Um aspeto curioso, acrescenta ainda o investigador, “é que as alterações no número de cromossomas são a característica mais transversal em cancros humanos que se conhece. Ou seja, as células de cancro conseguiram ao longo de uma vida recapitular aquilo que a evolução demorou milhões de anos a fazer”.
“Estou absolutamente convencido de que a nossa pergunta, por enquanto meramente básica, terá repercussões fundamentais para compreendermos e tratarmos o cancro no futuro”.
Sobre Helder Maiato
Licenciado em Bioquímica (1998) e doutorado em Ciências Biomédicas pela Universidade do Porto, Helder Maiato é Investigador Coordenador do grupo de investigação «Dinâmica e Instabilidade Cromossómica» e Professor Catedrático convidado da Faculdade de Medicina da Universidade do Porto (FMUP). Autor de mais de uma centena de publicações científicas, é a partir do Porto que se tem distinguido internacionalmente no estudo da divisão celular.
Além das três ERC atribuídas pelo Conselho Europeu de Investigação, Helder Maiato conquistou vários prémios e financiamentos nacionais e internacionais, incluindo o Prémio Crioestaminal (2007), Programa da Fundação Calouste Gulbenkian Frontiers of Life Sciences (2007), Programa Human Frontier (2010), Prémio Louis-Jeantet Young Investigator Career (2015), FLAD Lifescience 2020 (2015), Prémio de Excelência na Investigação Científica da Universidade do Porto (2019), Concurso la CaixaResearch de Investigação em Saúde (2021), prémio Gilead Génese (2023), entre outros.

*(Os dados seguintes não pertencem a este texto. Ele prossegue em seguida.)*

//! Testing utilities for the incident guard workspace
//!
//! Shared fixtures, a recording diagnostic sink and a store that always
//! fails.

#![allow(missing_docs)]

use async_trait::async_trait;
use incident_guard::{compose, DiagnosticSink, GuardConfig, SecurityEvent, Services};
use incident_model::{Incident, Requester, StatusCode, UrgencyCode};
use incident_store::{MemoryStore, Query, QueryResult, Record, RecordStore, StoreError};
use parking_lot::Mutex;
use serde_json::json;
use std::sync::Arc;

pub const INCIDENTS: &str = "Incidents";
pub const CUSTOMERS: &str = "Customers";

/// Sink keeping every event for later assertions
#[derive(Debug, Default)]
pub struct RecordingSink {
    events: Mutex<Vec<SecurityEvent>>,
}

impl RecordingSink {
    pub fn new() -> Arc<Self> {
        Arc::new(Self::default())
    }

    pub fn events(&self) -> Vec<SecurityEvent> {
        self.events.lock().clone()
    }

    pub fn len(&self) -> usize {
        self.events.lock().len()
    }

    pub fn is_empty(&self) -> bool {
        self.events.lock().is_empty()
    }
}

impl DiagnosticSink for RecordingSink {
    fn record(&self, event: SecurityEvent) {
        self.events.lock().push(event);
    }
}

/// Store whose every query fails with a backend-looking message that echoes
/// part of the query, as a careless driver would
#[derive(Debug, Default)]
pub struct FailingStore;

#[async_trait]
impl RecordStore for FailingStore {
    async fn run(&self, query: &Query) -> Result<QueryResult, StoreError> {
        Err(StoreError::InvalidQuery(format!(
            "syntax error near {:?}",
            query.to_sql().map(|s| s.params).unwrap_or_default()
        )))
    }
}

pub fn customer(id: &str, name: &str) -> Record {
    json!({ "ID": id, "name": name, "email": format!("{id}@example.com") })
        .as_object()
        .cloned()
        .unwrap()
}

pub fn customers() -> Vec<Record> {
    vec![
        customer("1004100", "Sunny Sunshine"),
        customer("1004101", "Stormy Weathers"),
        customer("1004102", "Daniel Watts"),
    ]
}

pub fn closed_low() -> Incident {
    Incident::new("Printer out of toner")
        .with_status(StatusCode::Closed)
        .with_urgency(UrgencyCode::Low)
}

pub fn open_high() -> Incident {
    Incident::new("Data center flooding")
        .with_status(StatusCode::Assigned)
        .with_urgency(UrgencyCode::High)
        .with_assignee("bob")
}

pub fn open_medium() -> Incident {
    Incident::new("VPN drops every hour")
}

/// Memory store with the given incidents and the standard customers
pub fn seeded_store(incidents: &[Incident]) -> Arc<MemoryStore> {
    let store = MemoryStore::with_entities([INCIDENTS, CUSTOMERS]);
    store.seed(INCIDENTS, incidents.iter().map(Incident::to_record));
    store.seed(CUSTOMERS, customers());
    Arc::new(store)
}

/// Services over a seeded store with a recording sink
pub fn services(incidents: &[Incident]) -> (Services, Arc<MemoryStore>, Arc<RecordingSink>) {
    let store = seeded_store(incidents);
    let sink = RecordingSink::new();
    let services = compose(
        &GuardConfig::default(),
        Arc::clone(&store) as Arc<dyn RecordStore>,
        Arc::clone(&sink) as Arc<dyn DiagnosticSink>,
    );
    (services, store, sink)
}

pub fn user() -> Requester {
    Requester::new("alice")
}

pub fn admin() -> Requester {
    Requester::admin("root")
}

Em 2016, foi eleito por pares para integrar a Organização Europeia de Biologia Molecular (European Molecular Biology Organization – EMBO), pelo mérito e a excelência do trabalho científico desenvolvido nesta área do conhecimento. Em junho deste ano, foi um dos 15 membros eleitos para, durante três anos, integrar o Council, o órgão diretivo da EMBO responsável pela gestão da organização.